Gather every line from the entries below that includes "runs".

"""

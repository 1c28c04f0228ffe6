//! Movement and Physics
//!
//! Validate-then-commit movement for entities on a map.
//!
//! Every move is first tested on a translated copy of the colliding
//! positions ([`attempt_move`]). Only a clear move is committed through
//! [`commit_move`], the single path that mutates body positions and
//! re-diffs the map footprint.
//!
//! ## Jump arc
//!
//! A jump rises two rows per tick for `jump_height` ticks, hangs for one
//! tick, then falls. Gravity runs every tick afterwards, so the net motion
//! is one row up per rising tick and zero on the hang tick.

use std::collections::BTreeSet;
use tracing::debug;

use crate::core::position::Position;
use crate::game::entity::Entity;
use crate::game::map::{CellChange, Map};
use crate::game::player::JumpState;

/// Displacement of one rising jump frame.
pub const RISE: Position = Position::new(0, -2);

/// What gravity did this tick.
#[derive(Clone, Copy, Debug, PartialEq, Eq)]
pub enum GravityOutcome {
    /// Moved down one row
    Fell,
    /// Blocked after being airborne
    Landed,
    /// Blocked and already grounded
    Resting,
}

// =============================================================================
// VALIDATE / COMMIT
// =============================================================================

/// Would `positions` translated by `direction` be clear of the map's collidable cells?
///
/// Pure: mutates nothing. Off-grid cells read as open here; callers that
/// care about the edge check bounds separately.
pub fn attempt_move(map: &Map, positions: &BTreeSet<Position>, direction: Position) -> bool {
    let translated: BTreeSet<Position> = positions.iter().map(|pos| *pos + direction).collect();
    !map.collides_with(&translated)
}

/// Collision-clear and every translated body cell on the grid.
fn move_is_clear(map: &Map, entity: &Entity, direction: Position) -> bool {
    attempt_move(map, entity.colliding_positions(), direction)
        && map.all_in_bounds(entity.body().iter().map(|tile| tile.position() + direction))
}

/// Bounds check on the translated first and last body cells only.
///
/// Exact for rectangular bodies stored row-major; other shapes may
/// poke a cell off-grid unnoticed.
fn corners_in_bounds(map: &Map, entity: &Entity, direction: Position) -> bool {
    match (entity.top_left(), entity.bottom_right()) {
        (Some(top_left), Some(bottom_right)) => {
            map.in_bounds(top_left + direction) && map.in_bounds(bottom_right + direction)
        }
        _ => true,
    }
}

/// Move `entity` by `direction` and re-diff its footprint on `map`.
///
/// Call only after the move was validated.
pub fn commit_move(map: &mut Map, entity: &mut Entity, direction: Position) -> Vec<CellChange> {
    let old_body = entity.body().to_vec();
    entity.translate(direction);
    map.update_footprint(&old_body, entity.body())
}

fn try_commit(
    map: &mut Map,
    entity: &mut Entity,
    direction: Position,
    changes: &mut Vec<CellChange>,
) -> bool {
    if move_is_clear(map, entity, direction) {
        changes.extend(commit_move(map, entity, direction));
        true
    } else {
        false
    }
}

fn set_jump(entity: &mut Entity, state: JumpState) {
    if let Some(stats) = entity.stats_mut() {
        stats.jump = state;
    }
}

// =============================================================================
// TICK STAGES
// =============================================================================

/// Start a jump if the player is grounded. The arc runs from this tick on.
pub fn start_jump(entity: &mut Entity) -> bool {
    match entity.stats_mut() {
        Some(stats) if stats.jump.can_jump() => {
            stats.jump = JumpState::Rising { frame: 0 };
            true
        }
        _ => false,
    }
}

/// Advance the jump state machine one tick.
pub fn resolve_jump(map: &mut Map, entity: &mut Entity, changes: &mut Vec<CellChange>) {
    let (jump, max) = match entity.stats() {
        Some(stats) => (stats.jump, stats.jump_height),
        None => return,
    };

    match jump {
        JumpState::Rising { frame } if frame < max => {
            // Both rows passed through must be open
            let clear = corners_in_bounds(map, entity, RISE)
                && attempt_move(map, entity.colliding_positions(), Position::UP)
                && attempt_move(map, entity.colliding_positions(), RISE);

            if clear {
                changes.extend(commit_move(map, entity, RISE));
                let next = frame + 1;
                set_jump(
                    entity,
                    if next >= max { JumpState::Hanging } else { JumpState::Rising { frame: next } },
                );
            } else {
                // Clamp to the top of the arc, creeping one row if possible
                set_jump(entity, JumpState::Hanging);
                let crept = try_commit(map, entity, Position::UP, changes);
                debug!(frame, crept, "Jump blocked");
            }
        }
        JumpState::Rising { .. } | JumpState::Hanging => {
            try_commit(map, entity, Position::UP, changes);
            set_jump(entity, JumpState::Falling);
        }
        JumpState::Grounded | JumpState::Falling => {}
    }
}

/// Apply the pending direction intent, consuming it. No partial moves.
pub fn resolve_move(map: &mut Map, entity: &mut Entity, changes: &mut Vec<CellChange>) -> bool {
    let direction = match entity.stats_mut() {
        Some(stats) => stats.take_direction(),
        None => return false,
    };
    if direction.is_zero() {
        return false;
    }

    let moved = try_commit(map, entity, direction, changes);
    if !moved {
        debug!(%direction, "Move blocked");
    }
    moved
}

/// Pull the entity down one row, or ground it.
pub fn apply_gravity(map: &mut Map, entity: &mut Entity, changes: &mut Vec<CellChange>) -> GravityOutcome {
    if try_commit(map, entity, Position::DOWN, changes) {
        // Walking off a ledge
        if let Some(stats) = entity.stats_mut() {
            if stats.jump == JumpState::Grounded {
                stats.jump = JumpState::Falling;
            }
        }
        return GravityOutcome::Fell;
    }

    let was_grounded = entity
        .stats()
        .is_some_and(|stats| stats.jump == JumpState::Grounded);
    set_jump(entity, JumpState::Grounded);

    if was_grounded {
        GravityOutcome::Resting
    } else {
        GravityOutcome::Landed
    }
}

// =============================================================================
// TESTS
// =============================================================================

"""

RESULT FOR THIS TASK>
//! tick, then falls. Gravity runs every tick afterwards, so the net motion
/// Start a jump if the player is grounded. The arc runs from this tick on.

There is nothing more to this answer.